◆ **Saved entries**
*** Block opens ***

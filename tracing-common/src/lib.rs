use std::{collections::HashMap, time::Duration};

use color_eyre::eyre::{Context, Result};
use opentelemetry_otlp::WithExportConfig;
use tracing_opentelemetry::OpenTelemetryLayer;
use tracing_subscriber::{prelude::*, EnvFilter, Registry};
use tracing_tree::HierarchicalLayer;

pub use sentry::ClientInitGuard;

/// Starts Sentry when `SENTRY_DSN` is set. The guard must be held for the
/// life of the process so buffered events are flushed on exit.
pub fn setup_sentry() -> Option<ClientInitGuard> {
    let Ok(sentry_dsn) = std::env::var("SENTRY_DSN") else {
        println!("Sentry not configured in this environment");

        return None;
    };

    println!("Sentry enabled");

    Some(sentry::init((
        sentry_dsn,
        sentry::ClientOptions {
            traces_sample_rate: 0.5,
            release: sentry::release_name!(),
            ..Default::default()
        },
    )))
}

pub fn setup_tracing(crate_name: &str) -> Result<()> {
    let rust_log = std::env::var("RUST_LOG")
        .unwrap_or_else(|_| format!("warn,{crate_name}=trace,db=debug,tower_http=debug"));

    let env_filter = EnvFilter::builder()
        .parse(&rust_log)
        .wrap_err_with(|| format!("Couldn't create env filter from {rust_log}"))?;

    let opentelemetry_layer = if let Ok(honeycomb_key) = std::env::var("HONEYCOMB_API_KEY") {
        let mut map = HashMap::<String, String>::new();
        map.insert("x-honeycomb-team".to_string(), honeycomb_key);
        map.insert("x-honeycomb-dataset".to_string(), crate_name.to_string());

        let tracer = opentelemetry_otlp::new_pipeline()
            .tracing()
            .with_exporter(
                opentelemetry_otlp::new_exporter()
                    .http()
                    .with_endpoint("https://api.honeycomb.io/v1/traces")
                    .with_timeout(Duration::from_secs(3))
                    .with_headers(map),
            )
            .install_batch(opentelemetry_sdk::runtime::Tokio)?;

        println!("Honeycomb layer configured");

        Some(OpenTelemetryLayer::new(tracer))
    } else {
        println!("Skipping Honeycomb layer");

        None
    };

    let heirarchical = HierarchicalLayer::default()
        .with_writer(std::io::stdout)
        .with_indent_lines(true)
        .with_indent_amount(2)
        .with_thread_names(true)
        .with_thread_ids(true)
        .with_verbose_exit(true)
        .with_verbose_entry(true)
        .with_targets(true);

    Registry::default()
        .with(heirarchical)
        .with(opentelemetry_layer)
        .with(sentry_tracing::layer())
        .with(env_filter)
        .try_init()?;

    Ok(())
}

*** Block closes ***
*** Block opens ***

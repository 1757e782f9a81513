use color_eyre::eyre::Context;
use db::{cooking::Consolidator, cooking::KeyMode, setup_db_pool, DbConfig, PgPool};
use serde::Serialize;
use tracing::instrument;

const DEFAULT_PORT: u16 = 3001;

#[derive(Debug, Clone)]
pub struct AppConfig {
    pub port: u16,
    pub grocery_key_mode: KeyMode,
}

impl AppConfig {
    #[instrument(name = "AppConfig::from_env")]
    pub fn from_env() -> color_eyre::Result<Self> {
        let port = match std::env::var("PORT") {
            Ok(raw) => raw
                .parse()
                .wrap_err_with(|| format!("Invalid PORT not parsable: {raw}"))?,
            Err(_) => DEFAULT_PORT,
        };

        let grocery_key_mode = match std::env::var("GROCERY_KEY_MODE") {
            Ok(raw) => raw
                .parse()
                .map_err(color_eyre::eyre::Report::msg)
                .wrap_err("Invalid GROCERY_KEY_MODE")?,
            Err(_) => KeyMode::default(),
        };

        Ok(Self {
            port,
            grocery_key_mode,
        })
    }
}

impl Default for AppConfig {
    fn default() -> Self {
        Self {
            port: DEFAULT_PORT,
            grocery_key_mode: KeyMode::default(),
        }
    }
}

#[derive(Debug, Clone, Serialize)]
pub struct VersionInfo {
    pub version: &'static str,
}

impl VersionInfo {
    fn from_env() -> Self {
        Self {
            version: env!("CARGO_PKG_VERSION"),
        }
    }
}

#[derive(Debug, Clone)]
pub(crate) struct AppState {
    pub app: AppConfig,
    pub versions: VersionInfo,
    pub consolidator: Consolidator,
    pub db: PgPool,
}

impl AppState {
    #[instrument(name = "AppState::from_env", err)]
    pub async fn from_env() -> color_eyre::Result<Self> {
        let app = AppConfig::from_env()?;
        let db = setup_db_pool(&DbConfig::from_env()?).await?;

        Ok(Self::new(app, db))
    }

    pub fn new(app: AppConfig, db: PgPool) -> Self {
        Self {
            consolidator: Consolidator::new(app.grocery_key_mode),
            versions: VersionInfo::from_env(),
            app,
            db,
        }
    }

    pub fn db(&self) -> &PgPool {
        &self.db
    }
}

*** Block closes ***

◆ **PROBLEM DETAILS**
Find the string "versions" in the entries above. Copy each line where it occurs.

◆ **REPLY TO THE TASK**
    pub versions: VersionInfo,
            versions: VersionInfo::from_env(),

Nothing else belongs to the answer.